## What the task asks
Reproduce the records exactly through the line with "Create a new".

[Items listed in a dataset]
......
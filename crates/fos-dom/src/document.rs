//! Document - High-level document API
//!
//! All structural and attribute changes go through `Document` so that
//! registered mutation observers see them.

use crate::{
    DomError, DomTree, MutationObserverInit, MutationObservers, MutationRecord, NodeId,
    ObserverId,
};

/// Document loading state
#[derive(Debug, Clone, Copy, PartialEq, Eq, PartialOrd, Ord)]
pub enum ReadyState {
    Loading,
    Interactive,
    Complete,
}

impl ReadyState {
    /// Parsing finished (DOMContentLoaded has fired)
    pub fn is_ready(self) -> bool {
        self >= ReadyState::Interactive
    }
}

/// HTML Document
pub struct Document {
    /// The DOM tree
    tree: DomTree,
    /// Document URL
    url: String,
    ready_state: ReadyState,
    observers: MutationObservers,
    /// Cached reference to <html> element
    html_element: NodeId,
    /// Cached reference to <head> element
    head_element: NodeId,
    /// Cached reference to <body> element
    body_element: NodeId,
}

impl Document {
    /// Create a new document with `html`, `head` and `body`
    pub fn new(url: &str) -> Self {
        let mut tree = DomTree::new();

        let html = tree.append_element(tree.root(), "html");
        let head = tree.append_element(html, "head");
        let body = tree.append_element(html, "body");

        Self {
            tree,
            url: url.to_string(),
            ready_state: ReadyState::Loading,
            observers: MutationObservers::new(),
            html_element: html,
            head_element: head,
            body_element: body,
        }
    }

    /// Create an empty document (no structure)
    pub fn empty(url: &str) -> Self {
        Self {
            tree: DomTree::new(),
            url: url.to_string(),
            ready_state: ReadyState::Loading,
            observers: MutationObservers::new(),
            html_element: NodeId::NONE,
            head_element: NodeId::NONE,
            body_element: NodeId::NONE,
        }
    }

    /// Get document URL
    pub fn url(&self) -> &str {
        &self.url
    }

    pub fn ready_state(&self) -> ReadyState {
        self.ready_state
    }

    /// Advance the ready state; it never moves backwards
    pub fn set_ready_state(&mut self, state: ReadyState) {
        if state > self.ready_state {
            tracing::debug!(url = %self.url, ?state, "Document ready state changed");
            self.ready_state = state;
        }
    }

    /// Document node
    pub fn root(&self) -> NodeId {
        self.tree.root()
    }

    /// Get <html> element
    pub fn document_element(&self) -> NodeId {
        self.html_element
    }

    /// Get <head> element
    pub fn head(&self) -> NodeId {
        self.head_element
    }

    /// Get <body> element
    pub fn body(&self) -> NodeId {
        self.body_element
    }

    /// Access the DOM tree
    pub fn tree(&self) -> &DomTree {
        &self.tree
    }

    /// Create a detached element
    pub fn create_element(&mut self, tag: &str) -> NodeId {
        self.tree.create_element(tag)
    }

    /// Create a detached text node
    pub fn create_text(&mut self, content: &str) -> NodeId {
        self.tree.create_text(content)
    }

    /// Lowercased tag name of an element
    pub fn tag_name(&self, node: NodeId) -> Option<&str> {
        self.tree.get(node)?.as_element().map(|e| e.tag.as_str())
    }

    /// Get an attribute value
    pub fn get_attribute(&self, node: NodeId, name: &str) -> Option<&str> {
        self.tree.get(node)?.as_element()?.get_attr(name)
    }

    pub fn has_attribute(&self, node: NodeId, name: &str) -> bool {
        self.get_attribute(node, name).is_some()
    }

    /// Set an attribute and queue an attribute mutation
    pub fn set_attribute(&mut self, node: NodeId, name: &str, value: &str) -> Result<(), DomError> {
        let old_value = self.element_mut(node)?.set_attr(name, value);
        self.queue(MutationRecord::attribute(node, name, old_value));
        Ok(())
    }

    /// Remove an attribute; only an existing attribute queues a mutation
    pub fn remove_attribute(&mut self, node: NodeId, name: &str) -> Result<Option<String>, DomError> {
        let old_value = self.element_mut(node)?.remove_attr(name);
        if old_value.is_some() {
            self.queue(MutationRecord::attribute(node, name, old_value.clone()));
        }
        Ok(old_value)
    }

    /// Append a child, moving it if it is already attached elsewhere
    pub fn append_child(&mut self, parent: NodeId, child: NodeId) -> Result<(), DomError> {
        let old_parent = self.tree.parent(child);
        self.tree.append_child(parent, child)?;
        if let Some(old_parent) = old_parent {
            self.queue(MutationRecord::child_list(old_parent, Vec::new(), vec![child]));
        }
        self.queue(MutationRecord::child_list(parent, vec![child], Vec::new()));
        Ok(())
    }

    /// Remove `child` from `parent`
    pub fn remove_child(&mut self, parent: NodeId, child: NodeId) -> Result<(), DomError> {
        if self.tree.parent(child) != Some(parent) {
            return Err(DomError::NotFound { parent, child });
        }
        self.tree.detach(child);
        self.queue(MutationRecord::child_list(parent, Vec::new(), vec![child]));
        Ok(())
    }

    /// Remove a node from whatever parent it has; detached nodes are left alone
    pub fn remove(&mut self, node: NodeId) -> Result<(), DomError> {
        match self.tree.parent(node) {
            Some(parent) => self.remove_child(parent, node),
            None if self.tree.get(node).is_some() => Ok(()),
            None => Err(DomError::InvalidNode(node)),
        }
    }

    /// Whether the node is in the document
    pub fn is_connected(&self, node: NodeId) -> bool {
        self.tree.is_connected(node)
    }

    /// Elements below `root` carrying `name`, in document order.
    ///
    /// Equivalent to `root.querySelectorAll("[name]")`: `root` itself is not
    /// included and empty values match.
    pub fn elements_with_attribute(&self, root: NodeId, name: &str) -> Vec<NodeId> {
        self.tree
            .descendants(root)
            .filter(|&id| {
                self.tree
                    .get(id)
                    .and_then(|n| n.as_element())
                    .is_some_and(|e| e.has_attr(name))
            })
            .collect()
    }

    /// First connected `tag[name="value"]` element in document order
    pub fn query_attribute(&self, tag: &str, name: &str, value: &str) -> Option<NodeId> {
        self.tree.descendants(self.root()).find(|&id| {
            self.tree
                .get(id)
                .and_then(|n| n.as_element())
                .is_some_and(|e| e.tag.eq_ignore_ascii_case(tag) && e.get_attr(name) == Some(value))
        })
    }

    /// Register a mutation observer on `target`
    pub fn observe(&mut self, target: NodeId, options: MutationObserverInit) -> ObserverId {
        let id = self.observers.create();
        self.observers.observe(id, target, options);
        id
    }

    /// Take the observer's pending batch
    pub fn take_records(&mut self, observer: ObserverId) -> Vec<MutationRecord> {
        self.observers.take_records(observer)
    }

    pub fn has_pending_records(&self, observer: ObserverId) -> bool {
        self.observers.has_pending(observer)
    }

    pub fn disconnect(&mut self, observer: ObserverId) {
        self.observers.disconnect(observer);
    }

    fn element_mut(&mut self, node: NodeId) -> Result<&mut crate::ElementData, DomError> {
        self.tree
            .get_mut(node)
            .ok_or(DomError::InvalidNode(node))?
            .as_element_mut()
            .ok_or(DomError::NotAnElement(node))
    }

    fn queue(&mut self, record: MutationRecord) {
        self.observers.notify(&self.tree, record);
    }
}

impl Default for Document {
    fn default() -> Self {
        Self::new("about:blank")
    }
}

impl std::fmt::Debug for Document {
    fn fmt(&self, f: &mut std::fmt::Formatter<'_>) -> std::fmt::Result {
        f.debug_struct("Document")
            .field("url", &self.url)
            .field("ready_state", &self.ready_state)
            .field("nodes", &self.tree.len())
            .finish()
    }
}
//! Example: binding controllers to a document
//!
//! Run with `RUST_LOG=fos_controller=debug` to watch the lifecycle.

use std::time::Duration;

use fos_controller::{
    Controller, ControllerError, ControllerEvent, ControllerFactory, Engine, LifecycleEvent,
    LoadError, LoadFuture, LoadReference, Loader, ModuleExports, ScriptRegistrar,
};
use fos_dom::{Document, NodeId, ReadyState};
use futures::future::FutureExt;
use tracing_subscriber::EnvFilter;

/// Marks its element while attached
#[derive(Default)]
struct Highlight;

impl Controller for Highlight {
    fn attach(&mut self, element: NodeId, document: &mut Document) -> Result<(), ControllerError> {
        document
            .set_attribute(element, "data-highlighted", "true")
            .map_err(|e| ControllerError::new(e.to_string()))
    }

    fn detach(&mut self, element: NodeId, document: &mut Document) -> Result<(), ControllerError> {
        document
            .remove_attribute(element, "data-highlighted")
            .map(drop)
            .map_err(|e| ControllerError::new(e.to_string()))
    }
}

/// Pretends to fetch scripts over a slow network
struct DelayedLoader;

impl Loader for DelayedLoader {
    fn load_script(&self, reference: &LoadReference, registrar: ScriptRegistrar) -> LoadFuture<()> {
        let url = reference.url.clone();
        async move {
            smol::Timer::after(Duration::from_millis(50)).await;
            if !url.path().ends_with("highlight.js") {
                return Err(LoadError::NotFound);
            }
            registrar.register(ControllerFactory::of::<Highlight>(), None);
            Ok(())
        }
        .boxed_local()
    }

    fn import_module(&self, _: &LoadReference) -> LoadFuture<ModuleExports> {
        async { Err(LoadError::NotFound) }.boxed_local()
    }
}

fn main() -> anyhow::Result<()> {
    tracing_subscriber::fmt()
        .with_env_filter(EnvFilter::from_default_env())
        .init();

    let mut document = Document::new("https://example.com/app/");
    let head = document.head();
    let body = document.body();

    let link = document.create_element("link");
    document.set_attribute(link, "controller-name", "highlight")?;
    document.set_attribute(link, "href", "controllers/highlight.js")?;
    document.append_child(head, link)?;

    let card = document.create_element("div");
    document.set_attribute(card, "controller", "highlight")?;
    document.append_child(body, card)?;

    let engine = Engine::builder(document).loader(DelayedLoader).build()?;
    engine.add_listener(card, LifecycleEvent::Attached, |event: &ControllerEvent| {
        println!("{} -> {} on {}", event.event_type, event.name, event.target);
    });
    engine.start()?;

    println!("fOS Controller v{}", fos_controller::VERSION);
    engine.document().borrow_mut().set_ready_state(ReadyState::Interactive);
    engine.block_on(engine.run_until_idle());

    let highlighted = engine
        .document()
        .borrow()
        .get_attribute(card, "data-highlighted")
        .map(str::to_string);
    println!("card highlighted: {highlighted:?}");

    engine.document().borrow_mut().remove(card)?;
    engine.settle();
    println!("binding after removal: {:?}", engine.binding(card));

    Ok(())
}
......
## The completed task
filename crates/fos-dom/src/document.rs
//! Document - High-level document API
//!
//! All structural and attribute changes go through `Document` so that
//! registered mutation observers see them.

use crate::{
    DomError, DomTree, MutationObserverInit, MutationObservers, MutationRecord, NodeId,
    ObserverId,
};

/// Document loading state
#[derive(Debug, Clone, Copy, PartialEq, Eq, PartialOrd, Ord)]
pub enum ReadyState {
    Loading,
    Interactive,
    Complete,
}

impl ReadyState {
    /// Parsing finished (DOMContentLoaded has fired)
    pub fn is_ready(self) -> bool {
        self >= ReadyState::Interactive
    }
}

/// HTML Document
pub struct Document {
    /// The DOM tree
    tree: DomTree,
    /// Document URL
    url: String,
    ready_state: ReadyState,
    observers: MutationObservers,
    /// Cached reference to <html> element
    html_element: NodeId,
    /// Cached reference to <head> element
    head_element: NodeId,
    /// Cached reference to <body> element
    body_element: NodeId,
}

impl Document {
    /// Create a new document with `html`, `head` and `body`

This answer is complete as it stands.